◆ **PROMPT**: Every single entry should be printed exactly.

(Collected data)
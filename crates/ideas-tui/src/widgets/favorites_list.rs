//! Favorites panel

use ratatui::{
    buffer::Buffer,
    layout::Rect,
    text::{Line, Span, Text},
    widgets::{List, ListItem, ListState, Paragraph, StatefulWidget, Widget, Wrap},
};

use ideas_core::IdeaRecord;

use crate::theme::styles;

/// Placeholder when no favorites are saved
pub const NO_FAVORITES_PLACEHOLDER: &str = "No favorites yet. Save ideas you like.";

/// One entry per favorite with the selected one highlighted
pub struct FavoritesList<'a> {
    favorites: &'a [IdeaRecord],
    selected: usize,
    focused: bool,
}

impl<'a> FavoritesList<'a> {
    pub fn new(favorites: &'a [IdeaRecord], selected: usize) -> Self {
        Self {
            favorites,
            selected,
            focused: false,
        }
    }

    pub fn focused(mut self, focused: bool) -> Self {
        self.focused = focused;
        self
    }
}

/// Title line plus an optional summary line
pub(crate) fn idea_item(record: &IdeaRecord) -> ListItem<'static> {
    let mut lines = vec![Line::from(Span::styled(
        record.title().to_string(),
        styles::text_primary(),
    ))];
    if !record.summary.is_empty() {
        lines.push(Line::from(Span::styled(
            format!("  {}", record.summary),
            styles::text_secondary(),
        )));
    }
    ListItem::new(Text::from(lines))
}

impl Widget for FavoritesList<'_> {
    fn render(self, area: Rect, buf: &mut Buffer) {
        let title = format!(" Favorites ({}) ", self.favorites.len());
        let block = styles::glass_block(self.focused).title(Span::styled(
            title,
            if self.focused {
                styles::accent_bold()
            } else {
                styles::text_secondary()
            },
        ));

        if self.favorites.is_empty() {
            Paragraph::new(Span::styled(NO_FAVORITES_PLACEHOLDER, styles::text_muted()))
                .block(block)
                .wrap(Wrap { trim: true })
                .render(area, buf);
            return;
        }

        let items: Vec<ListItem> = self.favorites.iter().map(idea_item).collect();
        let highlight = if self.focused {
            styles::focused_selected()
        } else {
            styles::unfocused_selected()
        };
        let list = List::new(items)
            .block(block)
            .highlight_style(highlight)
            .highlight_symbol(if self.focused { "▶ " } else { "  " });

        let mut list_state = ListState::default().with_selected(Some(self.selected));
        StatefulWidget::render(list, area, buf, &mut list_state);
    }
}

◆ **FINAL ANSWER**:
filename crates/ideas-tui/src/widgets/favorites_list.rs
//! Favorites panel

use ratatui::{
    buffer::Buffer,
    layout::Rect,
    text::{Line, Span, Text},
    widgets::{List, ListItem, ListState, Paragraph, StatefulWidget, Widget, Wrap},
};

use ideas_core::IdeaRecord;

use crate::theme::styles;

/// Placeholder when no favorites are saved
pub const NO_FAVORITES_PLACEHOLDER: &str = "No favorites yet. Save ideas you like.";

/// One entry per favorite with the selected one highlighted
pub struct FavoritesList<'a> {
    favorites: &'a [IdeaRecord],
    selected: usize,
    focused: bool,
}

impl<'a> FavoritesList<'a> {
    pub fn new(favorites: &'a [IdeaRecord], selected: usize) -> Self {
        Self {
            favorites,
            selected,
            focused: false,
        }
    }

    pub fn focused(mut self, focused: bool) -> Self {
        self.focused = focused;
        self
    }
}

/// Title line plus an optional summary line
pub(crate) fn idea_item(record: &IdeaRecord) -> ListItem<'static> {
    let mut lines = vec![Line::from(Span::styled(
        record.title().to_string(),
        styles::text_primary(),
    ))];
    if !record.summary.is_empty() {
        lines.push(Line::from(Span::styled(
            format!("  {}", record.summary),
            styles::text_secondary(),
        )));
    }
    ListItem::new(Text::from(lines))
}

impl Widget for FavoritesList<'_> {
    fn render(self, area: Rect, buf: &mut Buffer) {
        let title = format!(" Favorites ({}) ", self.favorites.len());
        let block = styles::glass_block(self.focused).title(Span::styled(
            title,
            if self.focused {
                styles::accent_bold()
            } else {
                styles::text_secondary()
            },
        ));

        if self.favorites.is_empty() {
            Paragraph::new(Span::styled(NO_FAVORITES_PLACEHOLDER, styles::text_muted()))
                .block(block)
                .wrap(Wrap { trim: true })
                .render(area, buf);
            return;
        }

        let items: Vec<ListItem> = self.favorites.iter().map(idea_item).collect();
        let highlight = if self.focused {
            styles::focused_selected()
        } else {
            styles::unfocused_selected()
        };
        let list = List::new(items)
            .block(block)
            .highlight_style(highlight)
            .highlight_symbol(if self.focused { "▶ " } else { "  " });

        let mut list_state = ListState::default().with_selected(Some(self.selected));
        StatefulWidget::render(list, area, buf, &mut list_state);
    }
}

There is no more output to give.